• **REQUIREMENT**
From the records below, print exactly the lines starting at the one containing "filename switchyard-providers/src/error.rs" and ending at the one containing "filename crates/chatwidget_core/src/lib.rs", ends included, and nothing else.

(DATA EXCERPTS Opens)

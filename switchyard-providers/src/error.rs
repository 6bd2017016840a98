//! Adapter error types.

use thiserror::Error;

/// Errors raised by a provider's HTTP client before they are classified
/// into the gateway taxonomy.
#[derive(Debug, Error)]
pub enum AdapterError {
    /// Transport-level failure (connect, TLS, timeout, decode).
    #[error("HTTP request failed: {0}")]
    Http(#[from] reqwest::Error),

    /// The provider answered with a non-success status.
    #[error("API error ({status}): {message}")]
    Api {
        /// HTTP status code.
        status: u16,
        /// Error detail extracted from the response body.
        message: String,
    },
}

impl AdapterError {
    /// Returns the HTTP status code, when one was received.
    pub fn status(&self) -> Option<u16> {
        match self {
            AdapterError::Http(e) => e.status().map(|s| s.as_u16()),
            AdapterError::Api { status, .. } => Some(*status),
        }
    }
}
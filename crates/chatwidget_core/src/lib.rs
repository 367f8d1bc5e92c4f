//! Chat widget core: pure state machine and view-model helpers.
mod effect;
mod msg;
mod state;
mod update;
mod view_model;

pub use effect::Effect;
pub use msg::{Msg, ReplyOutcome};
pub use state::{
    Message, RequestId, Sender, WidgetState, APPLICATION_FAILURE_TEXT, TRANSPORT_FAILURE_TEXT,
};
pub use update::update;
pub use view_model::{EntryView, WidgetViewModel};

(DATA EXCERPTS Closes)
(DATA EXCERPTS Opens)

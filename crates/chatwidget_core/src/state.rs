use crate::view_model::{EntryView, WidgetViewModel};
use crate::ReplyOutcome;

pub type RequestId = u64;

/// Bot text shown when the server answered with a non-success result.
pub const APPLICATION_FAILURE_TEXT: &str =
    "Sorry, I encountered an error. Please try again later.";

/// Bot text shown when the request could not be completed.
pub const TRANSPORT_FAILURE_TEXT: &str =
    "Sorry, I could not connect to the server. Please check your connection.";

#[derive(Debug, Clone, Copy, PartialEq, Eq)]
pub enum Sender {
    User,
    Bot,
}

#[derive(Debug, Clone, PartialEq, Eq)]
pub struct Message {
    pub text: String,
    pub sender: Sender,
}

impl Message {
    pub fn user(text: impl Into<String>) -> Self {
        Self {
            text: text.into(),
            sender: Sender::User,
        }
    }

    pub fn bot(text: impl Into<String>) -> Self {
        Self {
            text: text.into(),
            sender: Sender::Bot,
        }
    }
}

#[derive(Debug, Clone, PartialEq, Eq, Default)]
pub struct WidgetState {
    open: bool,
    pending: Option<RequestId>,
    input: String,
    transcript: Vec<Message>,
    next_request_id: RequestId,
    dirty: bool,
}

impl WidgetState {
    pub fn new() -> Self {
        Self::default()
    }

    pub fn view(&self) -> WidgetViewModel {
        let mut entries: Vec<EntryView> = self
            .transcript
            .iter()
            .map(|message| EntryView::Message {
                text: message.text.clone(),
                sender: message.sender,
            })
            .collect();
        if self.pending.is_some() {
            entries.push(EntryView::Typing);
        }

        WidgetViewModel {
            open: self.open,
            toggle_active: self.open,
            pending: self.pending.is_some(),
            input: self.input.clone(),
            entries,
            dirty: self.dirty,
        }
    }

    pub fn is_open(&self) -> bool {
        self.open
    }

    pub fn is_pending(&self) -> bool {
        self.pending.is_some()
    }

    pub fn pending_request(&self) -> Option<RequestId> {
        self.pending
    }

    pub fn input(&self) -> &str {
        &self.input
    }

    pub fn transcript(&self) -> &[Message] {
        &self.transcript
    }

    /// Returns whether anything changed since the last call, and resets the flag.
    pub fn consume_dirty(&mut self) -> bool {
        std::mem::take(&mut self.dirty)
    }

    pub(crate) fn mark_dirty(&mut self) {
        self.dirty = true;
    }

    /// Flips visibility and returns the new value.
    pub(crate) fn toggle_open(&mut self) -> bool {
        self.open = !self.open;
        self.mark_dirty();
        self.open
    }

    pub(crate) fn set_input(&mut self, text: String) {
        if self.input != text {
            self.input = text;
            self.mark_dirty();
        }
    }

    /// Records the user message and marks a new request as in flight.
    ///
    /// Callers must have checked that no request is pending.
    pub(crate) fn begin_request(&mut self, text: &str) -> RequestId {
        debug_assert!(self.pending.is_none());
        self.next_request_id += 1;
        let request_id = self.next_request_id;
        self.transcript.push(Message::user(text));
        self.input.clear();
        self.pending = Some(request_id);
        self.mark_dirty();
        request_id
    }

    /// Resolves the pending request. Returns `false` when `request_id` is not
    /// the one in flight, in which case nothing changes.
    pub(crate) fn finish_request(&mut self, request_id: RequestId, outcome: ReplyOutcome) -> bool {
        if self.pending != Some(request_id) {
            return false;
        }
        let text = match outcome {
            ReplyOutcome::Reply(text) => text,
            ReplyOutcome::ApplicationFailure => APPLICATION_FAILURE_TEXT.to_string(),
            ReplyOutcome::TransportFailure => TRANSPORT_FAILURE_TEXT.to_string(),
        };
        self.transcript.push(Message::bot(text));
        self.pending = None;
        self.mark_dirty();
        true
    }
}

(DATA EXCERPTS Closes)

• **OUTPUT OF THE TASK**
filename switchyard-providers/src/error.rs
repository 6bd2017016840a98
//! Adapter error types.

use thiserror::Error;

/// Errors raised by a provider's HTTP client before they are classified
/// into the gateway taxonomy.
#[derive(Debug, Error)]
pub enum AdapterError {
    /// Transport-level failure (connect, TLS, timeout, decode).
    #[error("HTTP request failed: {0}")]
    Http(#[from] reqwest::Error),

    /// The provider answered with a non-success status.
    #[error("API error ({status}): {message}")]
    Api {
        /// HTTP status code.
        status: u16,
        /// Error detail extracted from the response body.
        message: String,
    },
}

impl AdapterError {
    /// Returns the HTTP status code, when one was received.
    pub fn status(&self) -> Option<u16> {
        match self {
            AdapterError::Http(e) => e.status().map(|s| s.as_u16()),
            AdapterError::Api { status, .. } => Some(*status),
        }
    }
}
filename crates/chatwidget_core/src/lib.rs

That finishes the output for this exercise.